You might ask, why measure the stockmarket in terms of a “useless relic” as Keynes referred to it, but, buddy, if you can’t out-pace a “useless relic,” exactly what can you out run ? A runaway pram in Central Park ?
And really, was all that American economic growth since 1995 just a credit-driven bubble now melting away with the Dollar-Swissie exchange rate ? Everyone loves to talk about the “Lost Decade” of Japan, but, go figure, US GDP re-calculated in Yen, was barely a more volatile version of the pathetic Japanese economic performance since the early 1990s.
What may also be worrying Americans opening accounts with newly SEC-registered Swiss banks is not just memories of FDR criminalizing ownership of gold in the 1930s, but the fact that US government policies, like those of the UK, are all about sustaining high real estate prices to protect the banking system by a cocktail of zero interest rates, quantitative easing and big government spending deficits. For the average investor that means that over-valued real estate and excess capacity in the economy, propped up by life support from Washington, may only be washed away by a decade or more of feeble business investment, leaving aside concerns about government debt piling up making inflation a tempting option for indebted Washington, Japan has actually experienced years of exactly that.
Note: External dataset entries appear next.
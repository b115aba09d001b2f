//! 3D vector and quaternion types used by every part of the kite model.
//!
//! World frame convention: +Y is up, the pilot stands at the origin and the
//! kite flies downwind towards -Z. Body frame: +X is the kite's right wing,
//! +Y runs along the spine towards the nose and +Z points out of the sail
//! towards the pilot (the side the bridles hang on).

use std::iter::Sum;
use std::ops::{Add, AddAssign, Div, Mul, MulAssign, Neg, Sub, SubAssign};

use approx::{AbsDiffEq, RelativeEq};
use serde::{Deserialize, Serialize};

/// Below this length a vector is treated as having no direction.
pub const NORMALIZE_EPSILON: f64 = 1e-12;

/// 3D vector in meters (positions), m/s (velocities) or newtons (forces).
#[derive(Debug, Clone, Copy, PartialEq, Default, Serialize, Deserialize)]
#[serde(from = "[f64; 3]", into = "[f64; 3]")]
pub struct Vec3 {
    pub x: f64,
    pub y: f64,
    pub z: f64,
}

impl Vec3 {
    /// Creates a new vector.
    pub const fn new(x: f64, y: f64, z: f64) -> Self {
        Self { x, y, z }
    }

    /// Zero vector.
    pub const fn zero() -> Self {
        Self { x: 0.0, y: 0.0, z: 0.0 }
    }

    /// Unit vector along +Y (world up).
    pub const fn up() -> Self {
        Self { x: 0.0, y: 1.0, z: 0.0 }
    }

    pub const fn unit_x() -> Self {
        Self { x: 1.0, y: 0.0, z: 0.0 }
    }

    pub const fn unit_z() -> Self {
        Self { x: 0.0, y: 0.0, z: 1.0 }
    }

    #[inline(always)]
    pub fn magnitude(&self) -> f64 {
        self.magnitude_sq().sqrt()
    }

    /// Squared magnitude (avoids sqrt, cheaper for comparisons).
    #[inline(always)]
    pub fn magnitude_sq(&self) -> f64 {
        self.x * self.x + self.y * self.y + self.z * self.z
    }

    /// Unit vector in the same direction, `None` for (near) zero vectors.
    pub fn normalized(&self) -> Option<Self> {
        let mag = self.magnitude();
        if mag < NORMALIZE_EPSILON || !mag.is_finite() {
            None
        } else {
            Some(*self * (1.0 / mag))
        }
    }

    /// Unit vector in the same direction, or `fallback` when there is none.
    pub fn normalized_or(&self, fallback: Self) -> Self {
        self.normalized().unwrap_or(fallback)
    }

    #[inline(always)]
    pub fn dot(&self, other: &Self) -> f64 {
        self.x * other.x + self.y * other.y + self.z * other.z
    }

    /// Cross product: self × other
    #[inline(always)]
    pub fn cross(&self, other: &Self) -> Self {
        Self::new(
            self.y * other.z - self.z * other.y,
            self.z * other.x - self.x * other.z,
            self.x * other.y - self.y * other.x,
        )
    }

    pub fn distance(&self, other: &Self) -> f64 {
        (*self - *other).magnitude()
    }

    /// Scales the vector down so that its length does not exceed `max`.
    pub fn clamp_magnitude(&self, max: f64) -> Self {
        let mag_sq = self.magnitude_sq();
        if mag_sq > max * max && mag_sq > 0.0 {
            *self * (max / mag_sq.sqrt())
        } else {
            *self
        }
    }

    pub fn lerp(&self, other: &Self, t: f64) -> Self {
        *self + (*other - *self) * t.clamp(0.0, 1.0)
    }

    pub fn is_finite(&self) -> bool {
        self.x.is_finite() && self.y.is_finite() && self.z.is_finite()
    }

    pub fn to_array(&self) -> [f64; 3] {
        [self.x, self.y, self.z]
    }

    pub fn from_array(arr: &[f64; 3]) -> Self {
        Self::new(arr[0], arr[1], arr[2])
    }
}

impl From<[f64; 3]> for Vec3 {
    fn from(arr: [f64; 3]) -> Self {
        Self::from_array(&arr)
    }
}

impl From<Vec3> for [f64; 3] {
    fn from(v: Vec3) -> Self {
        v.to_array()
    }
}

impl Add for Vec3 {
    type Output = Self;
    #[inline(always)]
    fn add(self, rhs: Self) -> Self {
        Self::new(self.x + rhs.x, self.y + rhs.y, self.z + rhs.z)
    }
}

impl Sub for Vec3 {
    type Output = Self;
    #[inline(always)]
    fn sub(self, rhs: Self) -> Self {
        Self::new(self.x - rhs.x, self.y - rhs.y, self.z - rhs.z)
    }
}

impl Mul<f64> for Vec3 {
    type Output = Self;
    #[inline(always)]
    fn mul(self, scalar: f64) -> Self {
        Self::new(self.x * scalar, self.y * scalar, self.z * scalar)
    }
}

impl Mul<Vec3> for f64 {
    type Output = Vec3;
    #[inline(always)]
    fn mul(self, v: Vec3) -> Vec3 {
        v * self
    }
}

impl Div<f64> for Vec3 {
    type Output = Self;
    #[inline(always)]
    fn div(self, scalar: f64) -> Self {
        Self::new(self.x / scalar, self.y / scalar, self.z / scalar)
    }
}

impl Neg for Vec3 {
    type Output = Self;
    #[inline(always)]
    fn neg(self) -> Self {
        Self::new(-self.x, -self.y, -self.z)
    }
}

impl AddAssign for Vec3 {
    fn add_assign(&mut self, rhs: Self) {
        *self = *self + rhs;
    }
}

impl SubAssign for Vec3 {
    fn sub_assign(&mut self, rhs: Self) {
        *self = *self - rhs;
    }
}

impl MulAssign<f64> for Vec3 {
    fn mul_assign(&mut self, scalar: f64) {
        *self = *self * scalar;
    }
}

impl Sum for Vec3 {
    fn sum<I: Iterator<Item = Self>>(iter: I) -> Self {
        iter.fold(Self::zero(), |acc, v| acc + v)
    }
}

impl AbsDiffEq for Vec3 {
    type Epsilon = f64;

    fn default_epsilon() -> f64 {
        f64::default_epsilon()
    }

    fn abs_diff_eq(&self, other: &Self, epsilon: f64) -> bool {
        self.x.abs_diff_eq(&other.x, epsilon)
            && self.y.abs_diff_eq(&other.y, epsilon)
            && self.z.abs_diff_eq(&other.z, epsilon)
    }
}

impl RelativeEq for Vec3 {
    fn default_max_relative() -> f64 {
        f64::default_max_relative()
    }

    fn relative_eq(&self, other: &Self, epsilon: f64, max_relative: f64) -> bool {
        self.x.relative_eq(&other.x, epsilon, max_relative)
            && self.y.relative_eq(&other.y, epsilon, max_relative)
            && self.z.relative_eq(&other.z, epsilon, max_relative)
    }
}

/// Rotation quaternion (w + xi + yj + zk). Kept unit-length by every
/// operation that produces an orientation.
#[derive(Debug, Clone, Copy, PartialEq, Serialize, Deserialize)]
pub struct Quaternion {
    pub w: f64,
    pub x: f64,
    pub y: f64,
    pub z: f64,
}

impl Default for Quaternion {
    fn default() -> Self {
        Self::identity()
    }
}

impl Quaternion {
    pub const fn new(w: f64, x: f64, y: f64, z: f64) -> Self {
        Self { w, x, y, z }
    }

    /// Identity quaternion (no rotation).
    pub const fn identity() -> Self {
        Self { w: 1.0, x: 0.0, y: 0.0, z: 0.0 }
    }

    /// Rotation of `theta` radians about `axis`. `None` if the axis has no
    /// direction.
    pub fn from_axis_angle(axis: &Vec3, theta: f64) -> Option<Self> {
        let axis_norm = axis.normalized()?;
        let (sin_half, cos_half) = (theta / 2.0).sin_cos();
        Some(Self::new(
            cos_half,
            axis_norm.x * sin_half,
            axis_norm.y * sin_half,
            axis_norm.z * sin_half,
        ))
    }

    /// Rotation described by a rotation vector (axis scaled by angle).
    /// Zero vectors map to the identity.
    pub fn from_rotation_vector(v: &Vec3) -> Self {
        let angle = v.magnitude();
        if angle < NORMALIZE_EPSILON {
            return Self::identity();
        }
        Self::from_axis_angle(v, angle).unwrap_or_else(Self::identity)
    }

    /// Hamilton product `self * other` (apply `other` first, then `self`).
    pub fn mul(&self, other: &Self) -> Self {
        Self::new(
            self.w * other.w - self.x * other.x - self.y * other.y - self.z * other.z,
            self.w * other.x + self.x * other.w + self.y * other.z - self.z * other.y,
            self.w * other.y - self.x * other.z + self.y * other.w + self.z * other.x,
            self.w * other.z + self.x * other.y - self.y * other.x + self.z * other.w,
        )
    }

    /// Rotates a vector by this (unit) quaternion.
    #[inline(always)]
    pub fn rotate(&self, v: &Vec3) -> Vec3 {
        // v' = v + 2w(u × v) + 2u × (u × v)
        let u = Vec3::new(self.x, self.y, self.z);
        let t = u.cross(v) * 2.0;
        *v + t * self.w + u.cross(&t)
    }

    /// Rotates a world vector into the body frame.
    pub fn inverse_rotate(&self, v: &Vec3) -> Vec3 {
        self.conjugate().rotate(v)
    }

    /// Conjugate; the inverse rotation for unit quaternions.
    pub fn conjugate(&self) -> Self {
        Self::new(self.w, -self.x, -self.y, -self.z)
    }

    pub fn magnitude(&self) -> f64 {
        self.magnitude_sq().sqrt()
    }

    pub fn magnitude_sq(&self) -> f64 {
        self.w * self.w + self.x * self.x + self.y * self.y + self.z * self.z
    }

    /// Unit quaternion, `None` when the magnitude is zero or not finite.
    pub fn normalized(&self) -> Option<Self> {
        let mag = self.magnitude();
        if mag < NORMALIZE_EPSILON || !mag.is_finite() {
            None
        } else {
            let inv = 1.0 / mag;
            Some(Self::new(self.w * inv, self.x * inv, self.y * inv, self.z * inv))
        }
    }

    pub fn is_finite(&self) -> bool {
        self.w.is_finite() && self.x.is_finite() && self.y.is_finite() && self.z.is_finite()
    }

    /// First-order update by a small world-frame rotation vector, as used by
    /// position-based rigid body corrections: q += ½ (0, θ) q, renormalized.
    ///
    /// Returns `None` if the result cannot be normalized.
    pub fn perturbed(&self, theta: &Vec3) -> Option<Self> {
        let dq = Self::new(0.0, theta.x, theta.y, theta.z).mul(self);
        Self::new(
            self.w + 0.5 * dq.w,
            self.x + 0.5 * dq.x,
            self.y + 0.5 * dq.y,
            self.z + 0.5 * dq.z,
        )
        .normalized()
    }

    /// Integrates a world-frame angular velocity over `dt` using the exact
    /// exponential map, renormalized.
    pub fn integrated(&self, omega: &Vec3, dt: f64) -> Option<Self> {
        Self::from_rotation_vector(&(*omega * dt)).mul(self).normalized()
    }

    /// Angle in radians of the rotation taking `self` to `other`.
    pub fn angle_to(&self, other: &Self) -> f64 {
        let dot = (self.w * other.w + self.x * other.x + self.y * other.y + self.z * other.z).abs();
        2.0 * dot.clamp(0.0, 1.0).acos()
    }
}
That weak business investment didn’t do much for Japanese equity returns. The Nikkei is still down more than 75% from its 1990 peak.
So, somehow, Americans looking for a hard currency and a global portfolio manager might find solace in the newly SEC-registered Swiss banks. Countries with low government debt and low primary deficits may be a place to hide from the current turmoil and Switzerland, shown as “CH” on this JP Morgan chart, may be a decent haven after all.
Richard H. Schweizer is the pseudonym of a Swiss banker with more than 25 years of experience managing money and trading markets.